MATERIALS PROVIDED START

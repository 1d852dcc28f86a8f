//! Offline token inspection.

use crate::output::{self, OutputFormat};
use admin_session::token;
use anyhow::{bail, Result};

/// Decode a token and show its claims, expiry and validity.
pub fn decode(raw: &str, format: &OutputFormat) -> Result<()> {
    let claims = token::decode(raw)?;
    let valid = token::is_valid(Some(raw));
    let expires_at = claims.expires_at();

    match format {
        OutputFormat::Text => {
            output::print_json(claims.as_map());
            println!();
            output::print_row(
                "Expires",
                &expires_at.map_or_else(|| "never set".to_string(), |t| t.to_rfc3339()),
            );
            output::print_row("Valid", if valid { "yes" } else { "no" });
        }
        OutputFormat::Json => {
            output::print_json(&serde_json::json!({
                "claims": claims.as_map(),
                "expires_at": expires_at,
                "valid": valid,
            }));
        }
    }

    Ok(())
}

/// Succeed only for a decodable token whose expiry is in the future.
pub fn check(raw: &str, format: &OutputFormat) -> Result<()> {
    let claims = match token::decode(raw) {
        Ok(claims) => claims,
        Err(e) => bail!("Token is not valid: {}", e),
    };

    if !token::is_valid(Some(raw)) {
        match claims.expires_at() {
            Some(at) => bail!("Token expired at {}", at.to_rfc3339()),
            None => bail!("Token has no expiry claim"),
        }
    }

    let until = claims
        .expires_at()
        .map_or_else(String::new, |at| format!(" until {}", at.to_rfc3339()));
    output::print_success(&format!("Token is valid{}", until), format);
    Ok(())
}
//! Identity derived from token claims.

use crate::token::Claims;
use chrono::{DateTime, Utc};
use serde::Serialize;

/// Who is logged in, as claimed by the current token.
///
/// Always rebuilt from the stored token; never cached as a second source of
/// truth.
#[derive(Debug, Clone, PartialEq, Serialize)]
#[serde(transparent)]
pub struct Identity {
    claims: Claims,
}

impl Identity {
    pub fn subject(&self) -> Option<&str> {
        self.claims.subject()
    }

    pub fn name(&self) -> Option<&str> {
        self.claims.name()
    }

    pub fn email(&self) -> Option<&str> {
        self.claims.email()
    }

    pub fn role(&self) -> Option<&str> {
        self.claims.role()
    }

    pub fn has_role(&self, role: &str) -> bool {
        self.role() == Some(role)
    }

    pub fn expires_at(&self) -> Option<DateTime<Utc>> {
        self.claims.expires_at()
    }

    pub fn claims(&self) -> &Claims {
        &self.claims
    }
}

impl From<Claims> for Identity {
    fn from(claims: Claims) -> Self {
        Self { claims }
    }
}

MATERIALS PROVIDED END

* _EXERCISE OBJECTIVE_:
Which lines hold the word "Result"? Return all of them from the records above.

* _WRITTEN ANSWER_:
use anyhow::{bail, Result};
pub fn decode(raw: &str, format: &OutputFormat) -> Result<()> {
pub fn check(raw: &str, format: &OutputFormat) -> Result<()> {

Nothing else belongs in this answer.